Por otro lado, sin duda se podría lograr un equilibrio. A un profesor muy bueno se le pueden perdonar sus fracasos como investigador. Sin embargo, como ya explicaré más adelante, éste no iba a ser mi caso.

55. Artículos científicos

Una función importante, incluso la principal, de un investigador era escribir artículos sobre el trabajo que estaba haciendo y conseguir que se publicaran en las revistas apropiadas. Cada uno de estos artículos es una "publicación" y las esperanzas de un científico para ascender y adquirir prestigio se basan en la calidad y cantidad de sus publicaciones.

Por desgracia, la calidad de una publicación es algo difícil de valorar, mientras que el número es muy fácil de determinar. Por tanto, se tendía a juzgar sólo por el número y esto hizo que los científicos escribieran muchas publicaciones preocupándose muy poco de la calidad.

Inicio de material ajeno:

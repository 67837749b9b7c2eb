//! Fixed-capacity, key-sorted record pages and their block encoding.
//!
//! Block layout (little-endian):
//!
//! ```text
//! offset  size            field
//! 0       4               count (i32)
//! 4       4               depth (i32)
//! 8       16 * capacity   slots, each `key a b c` as i32
//! ```
//!
//! Page `n` lives at byte offset `n * block_size(capacity)`.

use std::slice;

use crate::types::{Record, Result, StoreError, DELETED_KEY, RECORD_SIZE};

/// Bytes occupied by the `(count, depth)` header.
pub const PAGE_HEADER_SIZE: usize = 8;

/// Size in bytes of one page block holding `capacity` records.
pub const fn block_size(capacity: usize) -> usize {
    capacity * RECORD_SIZE + PAGE_HEADER_SIZE
}

/// File offset of page `number`.
pub fn page_offset(number: u64, capacity: usize) -> Result<u64> {
    number
        .checked_mul(block_size(capacity) as u64)
        .ok_or_else(|| StoreError::InvalidArgument(format!("page {number} offset overflows")))
}

/// Page number whose block starts at or contains `offset`.
pub fn page_number_at(offset: u64, capacity: usize) -> u64 {
    offset / block_size(capacity) as u64
}

/// An in-memory page: `count` live records sorted by key in the leading
/// slots, followed by empty or stale slots.
#[derive(Debug, Clone)]
pub struct Page {
    number: u64,
    depth: u32,
    count: usize,
    slots: Vec<Record>,
}

impl Page {
    /// Creates an empty page with every slot set to the empty record.
    pub fn new(number: u64, depth: u32, capacity: usize) -> Self {
        Self {
            number,
            depth,
            count: 0,
            slots: vec![Record::empty(); capacity],
        }
    }

    /// Page number (file ordinal).
    pub fn number(&self) -> u64 {
        self.number
    }

    /// Local depth: hash bits shared by every record on this page.
    pub fn depth(&self) -> u32 {
        self.depth
    }

    /// Overrides the local depth.
    pub fn set_depth(&mut self, depth: u32) {
        self.depth = depth;
    }

    /// Number of occupied slots.
    pub fn count(&self) -> usize {
        self.count
    }

    /// Slot capacity.
    pub fn capacity(&self) -> usize {
        self.slots.len()
    }

    /// True when no slot is free.
    pub fn is_full(&self) -> bool {
        self.count >= self.slots.len()
    }

    /// True when the page holds no live record.
    pub fn is_empty(&self) -> bool {
        self.count == 0
    }

    /// Key of the first occupied slot.
    pub fn first_key(&self) -> Option<i32> {
        self.live().first().map(|record| record.key)
    }

    /// The occupied, key-sorted prefix.
    pub fn live(&self) -> &[Record] {
        &self.slots[..self.count]
    }

    /// All slots, including empty and stale ones.
    pub fn slots(&self) -> slice::Iter<'_, Record> {
        self.slots.iter()
    }

    /// Adds a record, keeping the occupied prefix sorted.
    ///
    /// Returns `false` without touching the page when it is full.
    pub fn add(&mut self, record: Record) -> bool {
        if self.is_full() {
            return false;
        }
        self.slots[self.count] = record;
        self.count += 1;
        self.slots[..self.count].sort_unstable_by_key(|r| r.key);
        true
    }

    /// Slot index of `key` within the occupied prefix.
    pub fn index_of(&self, key: i32) -> Result<usize> {
        self.live()
            .binary_search_by_key(&key, |r| r.key)
            .map_err(|_| StoreError::RecordNotFound { key })
    }

    /// Returns the live record stored under `key`.
    pub fn get(&self, key: i32) -> Option<&Record> {
        self.index_of(key).ok().map(|idx| &self.slots[idx])
    }

    /// Overwrites the record with the same key, keeping its slot.
    pub fn replace(&mut self, record: Record) -> Result<()> {
        let idx = self.index_of(record.key)?;
        self.slots[idx] = record;
        Ok(())
    }

    /// Tombstones `key` and returns the record it held.
    ///
    /// Live records are reordered ahead of vacant slots before the count
    /// drops, so the tombstone lands at slot `count` and the next
    /// [`Page::add`] reclaims it.
    pub fn remove(&mut self, key: i32) -> Result<Record> {
        let idx = self.index_of(key)?;
        let removed = self.slots[idx];
        self.slots[idx].key = DELETED_KEY;
        self.slots[..self.count].sort_unstable_by_key(|r| (!r.is_live(), r.key));
        self.count -= 1;
        Ok(removed)
    }

    /// Encodes the page into a freshly allocated block.
    pub fn encode(&self) -> Result<Vec<u8>> {
        let mut buf = vec![0u8; block_size(self.capacity())];
        self.encode_into(&mut buf)?;
        Ok(buf)
    }

    /// Encodes the page into `dst`, which must be exactly one block long.
    pub fn encode_into(&self, dst: &mut [u8]) -> Result<()> {
        let expected = block_size(self.capacity());
        if dst.len() != expected {
            return Err(StoreError::InvalidArgument(format!(
                "page block is {expected} bytes, buffer is {}",
                dst.len()
            )));
        }
        let count = i32::try_from(self.count)
            .map_err(|_| StoreError::InvalidArgument("page count exceeds i32".into()))?;
        let depth = i32::try_from(self.depth)
            .map_err(|_| StoreError::InvalidArgument("page depth exceeds i32".into()))?;
        dst[0..4].copy_from_slice(&count.to_le_bytes());
        dst[4..8].copy_from_slice(&depth.to_le_bytes());
        for (record, chunk) in self
            .slots
            .iter()
            .zip(dst[PAGE_HEADER_SIZE..].chunks_exact_mut(RECORD_SIZE))
        {
            record.write_to(chunk)?;
        }
        Ok(())
    }

    /// Decodes page `number` from a block holding `capacity` records.
    pub fn decode(number: u64, bytes: &[u8], capacity: usize) -> Result<Self> {
        let corrupt = |reason: String| StoreError::PageRead {
            page: number,
            reason,
        };
        if bytes.len() != block_size(capacity) {
            return Err(corrupt(format!(
                "block is {} bytes, expected {}",
                bytes.len(),
                block_size(capacity)
            )));
        }
        let count = i32::from_le_bytes([bytes[0], bytes[1], bytes[2], bytes[3]]);
        let depth = i32::from_le_bytes([bytes[4], bytes[5], bytes[6], bytes[7]]);
        let count = usize::try_from(count)
            .ok()
            .filter(|&c| c <= capacity)
            .ok_or_else(|| corrupt(format!("count {count} outside 0..={capacity}")))?;
        let depth = u32::try_from(depth)
            .ok()
            .filter(|&d| d < u32::BITS)
            .ok_or_else(|| corrupt(format!("depth {depth} out of range")))?;

        let mut slots = Vec::with_capacity(capacity);
        for idx in 0..capacity {
            slots.push(Record::decode(bytes, PAGE_HEADER_SIZE + idx * RECORD_SIZE)?);
        }
        Ok(Self {
            number,
            depth,
            count,
            slots,
        })
    }
}

impl<'a> IntoIterator for &'a Page {
    type Item = &'a Record;
    type IntoIter = slice::Iter<'a, Record>;

    fn into_iter(self) -> Self::IntoIter {
        self.slots()
    }
}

Aparecerían publicaciones con apenas nuevos datos que merecieran ser considerados una novedad. Algunas se dividían en partes y cada una se publicaba por separado. Otras eran firmadas por cualquiera que hubiera tenido algo que ver con el trabajo, por muy de refilón que fuera, ya que contaría como una publicación para cada uno de los autores citados. Algunos científicos de categoría superior insistían en poner su nombre en todos los artículos que producían sus departamentos, aunque no hubiesen tenido nada que ver con el trabajo.

Nunca entré en ese juego, ni me lo planteé. En primer lugar, rara vez obtuve datos que merecieran la pena publicarse. En segundo lugar, no me gustaba el estilo literario requerido por dichos artículos y no quería exponerme a ello. Y en tercer lugar, no existía la menor esperanza de hacerme famoso por mis investigaciones y por tanto no tenía intención de perder el tiempo en una lucha inútil.